Comme pour les autres segments, la crise sanitaire a servi d’amplificateur à des tendances déjà largement présentes au cours des dernières années, mais à cette différence fondamentale que l’évolution à l’œuvre dans le secteur commercial est particulièrement mortifère.

Les achats Internet ont en effet bondi en France durant l’année 2020 pour représenter en fin d’année 13.4% du commerce de détail contre 9.8% en 2019, et l’arrivée de nombreux néo-acheteurs laisse présager la poursuite, voire l’accélération de cette tendance. La hausse de la vente de biens sur internet a même atteint 32% en 2020, tandis que celle des services régressait de 10 % en raison notamment de la chute de 41% des ventes du secteur tourisme et loisirs.

La fermeture totale ou partielle des points de vente a efficacement complété les dégâts d’internet pour nombre de commerces, particulièrement les commerces d’habillement (même le géant Zara, qui annonce la fermeture de 1200 boutiques sur 7400 est touché, Gap se retire d’Europe…), les Grands Magasins, les centres commerciaux, et, d’une façon générale les commerces indépendants ne pouvant compenser, même partiellement le déclin de leurs ventes physiques par des ventes internet.

Si pour les activités définitivement touchées par le transfert des ventes sur Internet, la diminution des réseaux physique et le développement du multicanal sont indispensables, le défi des activités passagèrement touchées par la crise (restauration, spectacles…) sera le remboursement des multiples et généreuses aides octroyées par les très dispendieux dispositifs mis en place par le gouvernement. Sans nul doute, de nombreux pas de porte seront disponibles à la suite de défaillances financières, et constitueront autant d’opportunités potentielles pour d’éventuels successeurs…que de casse-tête pour les bailleurs.

Au total, l’immobilier commercial est de toute évidence le segment qui sera le plus impacté par la crise sanitaire, avec une réduction quasi certaine des surfaces commerciales, une probable baisse des loyers, touchant même les icônes du segment (le CA des magasins des Champs Elysées ont baissé de 51 % en 2020), et mettant à mal les bailleurs les plus exposés (Unibail-Rodamco…). Parallèlement, la mutation des points de vente du commerce de biens (habillement…) vers les services (restauration, soin de la personne…) et les commerces de bouches devrait s’accentuer.

 

En conclusion,

Comme lors de tous les ouragans, les dégâts constatés après le déchaînement des éléments apparaissent très contrastés : l’immobilier résidentiel résiste plutôt bien, et est amené à corriger certains de ses excès en matière de hausse des prix ou d’offre inadaptée ; l’immobilier tertiaire, durement mais ponctuellement touché, devra amplifier ses efforts en matière de qualité d’offre pour compenser au moins partiellement la contraction de la demande, l’immobilier commercial, quant à lui, est appelé à faire face beaucoup plus tôt que prévu à la montée en puissance d’internet, qui occasionnera inévitablement des changements profonds : disparitions d’activités, multiplication de friches commerciales, avènement du multicanal, difficultés financières des bailleurs (amplifiées en cas de hausse des taux d’intérêts), mais également poursuite de success stories dans des secteurs moins exposés comme la restauration, le bricolage, l’alimentation ou les services.
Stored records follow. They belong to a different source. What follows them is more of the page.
use std::path::Path;

use image::metadata::Orientation;
use image::{DynamicImage, ImageDecoder, ImageReader};

use crate::acquisition::domain::image_source::AcquisitionError;
use crate::acquisition::domain::rotation::Rotation;
use crate::shared::photo::Photo;

/// Decodes a photo file together with the rotation its EXIF orientation asks for.
///
/// Unreadable or missing orientation metadata yields [`Rotation::None`].
pub fn decode_file(path: &Path) -> Result<(Photo, Rotation), AcquisitionError> {
    let decode_err = |source| AcquisitionError::Decode {
        path: path.to_path_buf(),
        source,
    };

    let reader = ImageReader::open(path).map_err(|source| AcquisitionError::Read {
        path: path.to_path_buf(),
        source,
    })?;
    let reader = reader
        .with_guessed_format()
        .map_err(|source| AcquisitionError::Read {
            path: path.to_path_buf(),
            source,
        })?;
    let mut decoder = reader.into_decoder().map_err(decode_err)?;

    let orientation = decoder.orientation().unwrap_or_else(|e| {
        log::debug!("Ignoring unreadable orientation in {}: {e}", path.display());
        Orientation::NoTransforms
    });
    let image = DynamicImage::from_decoder(decoder).map_err(decode_err)?;

    Ok((Photo::from_dynamic(image), Rotation::from_orientation(orientation)))
}

/// Decodes in-memory file contents as stored, ignoring any orientation metadata.
pub fn decode_bytes(bytes: &[u8], origin: &Path) -> Result<Photo, AcquisitionError> {
    let image = image::load_from_memory(bytes).map_err(|source| AcquisitionError::Decode {
        path: origin.to_path_buf(),
        source,
    })?;
    Ok(Photo::from_dynamic(image))
}


#[cfg(test)]
mod tests {
    use super::fixtures::*;
    use super::*;
    use rstest::rstest;

    #[test]
    fn test_decode_file_without_exif_has_no_rotation() {
        let dir = tempfile::tempdir().unwrap();
        let path = write(dir.path(), "plain.jpg", &split_jpeg());
        let (photo, rotation) = decode_file(&path).unwrap();
        assert_eq!((photo.width(), photo.height()), (32, 16));
        assert_eq!(rotation, Rotation::None);
    }

    #[rstest]
    #[case::rotate_90(6, Rotation::Clockwise90)]
    #[case::rotate_180(3, Rotation::Clockwise180)]
    #[case::rotate_270(8, Rotation::Clockwise270)]
    #[case::mirrored(2, Rotation::None)]
    fn test_decode_file_reads_orientation(#[case] tag: u16, #[case] expected: Rotation) {
        let dir = tempfile::tempdir().unwrap();
        let path = write(dir.path(), "tagged.jpg", &with_orientation(&split_jpeg(), tag));
        let (photo, rotation) = decode_file(&path).unwrap();
        assert_eq!(rotation, expected);
        // Decoding alone never rotates.
        assert_eq!((photo.width(), photo.height()), (32, 16));
    }

    #[test]
    fn test_decode_file_missing_is_read_error() {
        let err = decode_file(Path::new("/nonexistent/photo.jpg")).unwrap_err();
        assert!(matches!(err, AcquisitionError::Read { .. }));
    }

    #[test]
    fn test_decode_file_garbage_is_decode_error() {
        let dir = tempfile::tempdir().unwrap();
        let path = write(dir.path(), "junk.jpg", b"definitely not an image");
        let err = decode_file(&path).unwrap_err();
        assert!(matches!(err, AcquisitionError::Decode { .. }));
    }

    #[test]
    fn test_decode_bytes_keeps_stored_orientation() {
        let bytes = with_orientation(&split_jpeg(), 6);
        let photo = decode_bytes(&bytes, Path::new("memory.jpg")).unwrap();
        assert_eq!((photo.width(), photo.height()), (32, 16));
        let img = photo.to_rgb_image();
        assert!(is_reddish(img.get_pixel(4, 8)));
        assert!(is_bluish(img.get_pixel(28, 8)));
    }
}
/// Age regression model run through ONNX Runtime.
///
/// The model sees the whole photo resized to 200×200 with channels scaled
/// to [0,1] and emits a single value that is the age divided by 116.
use std::path::Path;

use image::imageops::{self, FilterType};

use crate::classification::domain::age_estimator::{AgeEstimate, AgeEstimator};
use crate::shared::onnx_session;
use crate::shared::photo::Photo;

/// Model input resolution (square).
const INPUT_SIZE: u32 = 200;

/// The model regresses `age / AGE_SCALE`.
const AGE_SCALE: f32 = 116.0;

/// Tensor layout the model expects.
#[derive(Clone, Copy, Debug, PartialEq, Eq)]
enum Layout {
    /// `[1, H, W, 3]`, as exported from TensorFlow.
    Nhwc,
    /// `[1, 3, H, W]`.
    Nchw,
}

impl Layout {
    /// Reads the layout from the model's declared input dims (after batch).
    /// Dynamic or unreadable shapes default to NHWC.
    fn from_input_dims(dims: Option<[i64; 3]>) -> Self {
        match dims {
            Some([3, _, _]) => Layout::Nchw,
            _ => Layout::Nhwc,
        }
    }
}

pub struct OnnxAgeEstimator {
    session: ort::session::Session,
    layout: Layout,
}

impl OnnxAgeEstimator {
    pub fn new(model_path: &Path) -> Result<Self, Box<dyn std::error::Error>> {
        let session = onnx_session::load_session(model_path)?;
        let layout = Layout::from_input_dims(onnx_session::input_dims(&session));
        log::debug!("Age model input layout: {layout:?}");
        Ok(Self { session, layout })
    }
}

impl AgeEstimator for OnnxAgeEstimator {
    fn estimate(&mut self, photo: &Photo) -> Result<AgeEstimate, Box<dyn std::error::Error>> {
        let input_tensor = preprocess(photo, self.layout);
        let input_value = ort::value::Tensor::from_array(input_tensor)?;
        let outputs = self.session.run(ort::inputs![input_value])?;
        if outputs.len() == 0 {
            return Err("Age model produced no outputs".into());
        }

        let output = outputs[0].try_extract_array::<f32>()?;
        let raw = *output.iter().next().ok_or("Age model output is empty")?;
        let age = AgeEstimate::from_years(raw * AGE_SCALE);
        log::debug!("Estimated age: {age}");
        Ok(age)
    }
}

// ---------------------------------------------------------------------------
// Preprocessing
// ---------------------------------------------------------------------------

/// Bilinear resize to `INPUT_SIZE`² and scale to [0,1] in the given layout.
fn preprocess(photo: &Photo, layout: Layout) -> ndarray::Array4<f32> {
    let resized = imageops::resize(
        &photo.to_rgb_image(),
        INPUT_SIZE,
        INPUT_SIZE,
        FilterType::Triangle,
    );
    let s = INPUT_SIZE as usize;
    let shape = match layout {
        Layout::Nhwc => (1, s, s, 3),
        Layout::Nchw => (1, 3, s, s),
    };

    let mut tensor = ndarray::Array4::<f32>::zeros(shape);
    for (x, y, pixel) in resized.enumerate_pixels() {
        let (x, y) = (x as usize, y as usize);
        for c in 0..3 {
            let value = pixel[c] as f32 / 255.0;
            match layout {
                Layout::Nhwc => tensor[[0, y, x, c]] = value,
                Layout::Nchw => tensor[[0, c, y, x]] = value,
            }
        }
    }
    tensor
}
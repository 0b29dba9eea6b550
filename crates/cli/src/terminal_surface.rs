use std::io::{self, BufRead, Write};
use std::path::{Path, PathBuf};

use agetally_core::classification::domain::tally::Tally;
use agetally_core::pipeline::output_surface::{Notice, OutputSurface};
use agetally_core::shared::photo::Photo;

pub struct SurfaceOptions {
    /// Print counts as a JSON object instead of text.
    pub json: bool,
    /// Where to save the published photo.
    pub output: Option<PathBuf>,
    /// Open the published photo in the platform viewer.
    pub show: bool,
    /// Wait for Enter on blocking notices.
    pub interactive: bool,
}

/// Terminal rendition of the output surface: counts on `out`, notices and
/// errors on stderr.
pub struct TerminalSurface<W: Write> {
    out: W,
    options: SurfaceOptions,
}

impl<W: Write> TerminalSurface<W> {
    pub fn new(out: W, options: SurfaceOptions) -> Self {
        Self { out, options }
    }

    fn write_counts(&mut self, tally: Tally) -> Result<(), Box<dyn std::error::Error>> {
        if self.options.json {
            writeln!(self.out, "{}", serde_json::to_string(&tally)?)?;
        } else {
            writeln!(self.out, "Adults: {}", tally.adults)?;
            writeln!(self.out, "Kids: {}", tally.kids)?;
        }
        self.out.flush()?;
        Ok(())
    }

    /// Saves and/or opens the photo. Returns where it ended up, if anywhere.
    fn publish_photo(&self, photo: &Photo) -> Result<Option<PathBuf>, Box<dyn std::error::Error>> {
        let saved = match &self.options.output {
            Some(path) => {
                save_photo(photo, path)?;
                log::info!("Saved photo to {}", path.display());
                Some(path.clone())
            }
            None => None,
        };

        if self.options.show {
            let path = match saved {
                Some(path) => path,
                None => {
                    let file = tempfile::Builder::new()
                        .prefix("agetally")
                        .suffix(".jpg")
                        .tempfile()?;
                    let (_, path) = file.keep().map_err(|e| e.error)?;
                    save_photo(photo, &path)?;
                    path
                }
            };
            log::debug!("Opening {}", path.display());
            open::that(&path)?;
            return Ok(Some(path));
        }
        Ok(saved)
    }
}

impl<W: Write> OutputSurface for TerminalSurface<W> {
    fn show_counts(&mut self, adults: u32, kids: u32) {
        if let Err(e) = self.write_counts(Tally { adults, kids }) {
            log::error!("Failed to print counts: {e}");
        }
    }

    fn show_photo(&mut self, photo: &Photo) {
        match self.publish_photo(photo) {
            Ok(Some(_)) => {}
            Ok(None) => eprintln!(
                "Photo ({}x{}) not kept; pass --output or --show to see it",
                photo.width(),
                photo.height()
            ),
            Err(e) => eprintln!("Could not display photo: {e}"),
        }
    }

    fn notify(&mut self, notice: Notice) {
        eprintln!("{notice}");
        if notice.is_blocking() && self.options.interactive {
            eprint!("Press Enter to continue...");
            let mut line = String::new();
            let _ = io::stdin().lock().read_line(&mut line);
        }
    }

    fn report_error(&mut self, message: &str) {
        eprintln!("Error: {message}");
    }
}

fn save_photo(photo: &Photo, path: &Path) -> Result<(), Box<dyn std::error::Error>> {
    photo.to_rgb_image().save(path)?;
    Ok(())
}
use std::path::PathBuf;

use crate::acquisition::domain::file_picker::FilePicker;

/// Picks a path decided up front, e.g. from the command line. Picks once.
pub struct FixedPathPicker {
    path: Option<PathBuf>,
}

impl FixedPathPicker {
    pub fn new(path: PathBuf) -> Self {
        Self { path: Some(path) }
    }
}

impl FilePicker for FixedPathPicker {
    fn pick(&mut self) -> Option<PathBuf> {
        self.path.take()
    }
}
pub mod classification_session;
pub mod classify_faces_use_case;
pub mod model_gate;
pub mod output_surface;
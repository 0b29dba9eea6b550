use serde::Serialize;

use crate::classification::domain::age_estimator::AgeEstimate;
use crate::shared::face_region::FaceRegion;

/// Adult and kid counts for one classification run.
#[derive(Clone, Copy, Debug, Default, PartialEq, Eq, Serialize)]
pub struct Tally {
    pub adults: u32,
    pub kids: u32,
}

impl Tally {
    /// Applies the single photo-wide estimate to every detected face.
    ///
    /// Starts from zero on every call; nothing carries over between runs.
    pub fn count(faces: &[FaceRegion], age: AgeEstimate) -> Self {
        let mut tally = Tally::default();
        for _face in faces {
            if age.is_adult() {
                tally.adults += 1;
            } else {
                tally.kids += 1;
            }
        }
        tally
    }

    pub fn total(&self) -> u32 {
        self.adults + self.kids
    }
}
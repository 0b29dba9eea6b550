pub mod constants;
pub mod face_region;
pub mod model_resolver;
pub mod onnx_session;
pub mod photo;
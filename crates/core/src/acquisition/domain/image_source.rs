use std::fmt;
use std::path::PathBuf;

use thiserror::Error;

use crate::shared::photo::Photo;

/// How a photo entered the pipeline.
#[derive(Clone, Copy, Debug, PartialEq, Eq)]
pub enum AcquisitionMode {
    /// Freshly taken by a camera; EXIF orientation is normalized.
    Capture,
    /// Chosen from existing files; pixels are used exactly as stored.
    Select,
}

impl fmt::Display for AcquisitionMode {
    fn fmt(&self, f: &mut fmt::Formatter<'_>) -> fmt::Result {
        match self {
            AcquisitionMode::Capture => write!(f, "capture"),
            AcquisitionMode::Select => write!(f, "select"),
        }
    }
}

#[derive(Error, Debug)]
pub enum AcquisitionError {
    #[error("acquisition cancelled")]
    Cancelled,
    #[error("failed to create capture target in {dir}: {source}")]
    CaptureTarget {
        dir: PathBuf,
        #[source]
        source: std::io::Error,
    },
    #[error("camera failed: {0}")]
    Camera(#[source] std::io::Error),
    #[error("failed to read {path}: {source}")]
    Read {
        path: PathBuf,
        #[source]
        source: std::io::Error,
    },
    #[error("failed to decode {path}: {source}")]
    Decode {
        path: PathBuf,
        #[source]
        source: image::ImageError,
    },
}

impl AcquisitionError {
    /// Cancellation is a no-op for the caller; everything else is reported.
    pub fn is_cancelled(&self) -> bool {
        matches!(self, AcquisitionError::Cancelled)
    }
}

/// Domain interface producing one photo per call.
///
/// A failed or cancelled acquisition produces no photo and the pipeline
/// does not start.
pub trait ImageSource: Send {
    fn mode(&self) -> AcquisitionMode;

    fn acquire(&mut self) -> Result<Photo, AcquisitionError>;
}

#[cfg(test)]
mod tests {
    use super::*;

    #[test]
    fn test_only_cancelled_is_cancelled() {
        assert!(AcquisitionError::Cancelled.is_cancelled());
        let failed = AcquisitionError::Camera(std::io::Error::other("no device"));
        assert!(!failed.is_cancelled());
    }

    #[test]
    fn test_error_messages_name_the_path() {
        let err = AcquisitionError::Read {
            path: PathBuf::from("/photos/a.jpg"),
            source: std::io::Error::from(std::io::ErrorKind::NotFound),
        };
        assert!(err.to_string().contains("/photos/a.jpg"));
    }

    #[test]
    fn test_mode_display() {
        assert_eq!(AcquisitionMode::Capture.to_string(), "capture");
        assert_eq!(AcquisitionMode::Select.to_string(), "select");
    }
}
use std::path::Path;

#[derive(Clone, Copy, Debug, PartialEq, Eq)]
pub enum CaptureOutcome {
    Captured,
    Cancelled,
}

/// A device or program that takes a photo and stores it at `target`.
///
/// `Err` means the camera could not be driven or failed; the user backing out
/// is `Ok(CaptureOutcome::Cancelled)`.
pub trait Camera: Send {
    fn capture(&mut self, target: &Path) -> std::io::Result<CaptureOutcome>;
}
En définitive, en matière d’Immobilier, le « monde d’après » apparaissait déjà en filigrane dans le « monde d’avant », et l’émergence d’un univers immobilier plus qualitatif et moins dévoreur d’espaces, déjà amorcée avant la crise sanitaire, a été incontestablement accélérée par les conséquences de celle-ci, au prix de la disparition d’un certain nombre d’acteurs, victimes de l’évolution des habitudes ou de difficultés financières.